The shape of recovery is not linear
Most people walk into recovery from depression expecting a steady climb: a little better each week until they are well. What I see, almost without exception, is that recovery does not look that way. It moves in stretches: improvements, plateaus, partial returns, dips that arrive without warning, slow gains that are easier to see in retrospect than in the moment. The expectation of a straight line is itself a setback, because it makes the ordinary shape of recovery feel like failure.
Need help right now? Crisis 000 · Lifeline 13 11 14 · Beyond Blue 1300 22 4636 · Suicide Call Back 1300 659 467
The line we expect, and the line we get
The line most people carry in their head is straight, and it tilts upward. Each week is a little better than the last, and the difficult days disappear quickly. This picture comes from somewhere. Sometimes it is the kind of recovery a person has seen for other conditions. Sometimes it is the way depression is described in public conversation. The line in the head sets the standard against which the actual experience is measured, and the gap between the expectation and the experience is itself one of the things that makes the difficult patches harder to bear.

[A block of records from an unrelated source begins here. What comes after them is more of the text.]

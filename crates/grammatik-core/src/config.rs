//! Configuration file loading.

use std::path::{Path, PathBuf};
use std::time::Duration;

use anyhow::{Context, Result};
use serde::{Deserialize, Serialize};

use crate::session::{QueueOrder, SessionConfig};

/// Top-level grammatik configuration.
#[derive(Debug, Clone, PartialEq, Eq, Serialize, Deserialize)]
pub struct GrammatikConfig {
    /// Directory containing `exercises/`.
    #[serde(default = "default_data_dir")]
    pub data_dir: PathBuf,
    /// Shuffle the session queue.
    #[serde(default)]
    pub shuffle: bool,
    /// Shuffle while keeping the same verb from being served twice in a row.
    #[serde(default)]
    pub interleave_verbs: bool,
    /// Shuffle seed; a random one is chosen when absent.
    #[serde(default)]
    pub seed: Option<u64>,
    /// Per-exercise time budget in seconds; absent disables timed mode.
    #[serde(default)]
    pub time_budget_secs: Option<u64>,
    /// With a level filter, include all earlier levels too.
    #[serde(default)]
    pub include_previous_levels: bool,
    /// Print hint and translation after each answer.
    #[serde(default)]
    pub show_hints: bool,
}

fn default_data_dir() -> PathBuf {
    PathBuf::from("./data")
}

impl Default for GrammatikConfig {
    fn default() -> Self {
        Self {
            data_dir: default_data_dir(),
            shuffle: false,
            interleave_verbs: false,
            seed: None,
            time_budget_secs: None,
            include_previous_levels: false,
            show_hints: false,
        }
    }
}

impl GrammatikConfig {
    /// Session settings, given the seed to use if shuffling.
    pub fn session_config(&self, seed: u64) -> SessionConfig {
        SessionConfig {
            order: if self.interleave_verbs {
                QueueOrder::VerbInterleaved { seed }
            } else if self.shuffle {
                QueueOrder::Shuffled { seed }
            } else {
                QueueOrder::Insertion
            },
            time_budget: self.time_budget_secs.map(Duration::from_secs),
        }
    }
}

/// Expand `${VAR}` references from the environment. Unset variables expand
/// to nothing; substituted values are not expanded again.
fn resolve_env_vars(input: &str) -> String {
    let mut resolved = String::with_capacity(input.len());
    let mut rest = input;
    while let Some(start) = rest.find("${") {
        let Some(len) = rest[start + 2..].find('}') else {
            break;
        };
        resolved.push_str(&rest[..start]);
        let name = &rest[start + 2..start + 2 + len];
        resolved.push_str(&std::env::var(name).unwrap_or_default());
        rest = &rest[start + 2 + len + 1..];
    }
    resolved.push_str(rest);
    resolved
}

/// Load configuration from well-known paths.
///
/// Search order:
/// 1. `grammatik.toml` in the current directory
/// 2. `~/.config/grammatik/config.toml`
///
/// Environment variable overrides: `GRAMMATIK_DATA_DIR`, `GRAMMATIK_SEED`.
pub fn load_config() -> Result<GrammatikConfig> {
    load_config_from(None)
}

/// Load config from an explicit path, or search the default locations.
pub fn load_config_from(path: Option<&Path>) -> Result<GrammatikConfig> {
    let config_path = if let Some(p) = path {
        if p.exists() {
            Some(p.to_path_buf())
        } else {
            anyhow::bail!("config file not found: {}", p.display());
        }
    } else {
        let local = PathBuf::from("grammatik.toml");
        if local.exists() {
            Some(local)
        } else {
            dirs_path()
                .map(|home| home.join("config.toml"))
                .filter(|global| global.exists())
        }
    };

    let mut config = match config_path {
        Some(path) => {
            let content = std::fs::read_to_string(&path)
                .with_context(|| format!("failed to read config: {}", path.display()))?;
            let config = parse_config_str(&content)
                .with_context(|| format!("failed to parse config: {}", path.display()))?;
            tracing::debug!("loaded config from {}", path.display());
            config
        }
        None => GrammatikConfig::default(),
    };

    if let Ok(dir) = std::env::var("GRAMMATIK_DATA_DIR") {
        config.data_dir = PathBuf::from(dir);
    }
    if let Ok(seed) = std::env::var("GRAMMATIK_SEED") {
        config.seed = Some(
            seed.trim()
                .parse()
                .with_context(|| format!("GRAMMATIK_SEED is not a valid u64: {seed}"))?,
        );
    }

    Ok(config)
}

/// Parse config TOML, resolving `${VAR}` references in the data directory.
pub fn parse_config_str(content: &str) -> Result<GrammatikConfig> {
    let mut config: GrammatikConfig = toml::from_str(content)?;
    config.data_dir = PathBuf::from(resolve_env_vars(&config.data_dir.to_string_lossy()));
    Ok(config)
}

fn dirs_path() -> Option<PathBuf> {
    std::env::var("HOME")
        .ok()
        .map(|h| PathBuf::from(h).join(".config").join("grammatik"))
}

The actual line is not straight. Recent longitudinal research on psychological therapy in routine practice mapped the trajectory of symptom change across many patients and found several distinct shapes, not one. Some people improve early and steadily. Some improve in a slow build that only becomes evident over months. Some improve, dip, and improve again. Some plateau, sometimes for long stretches, before either resuming improvement or settling into a partial response (Skelton et al., 2023). The shapes are several. The only thing they share is that none of them is the straight line in the head.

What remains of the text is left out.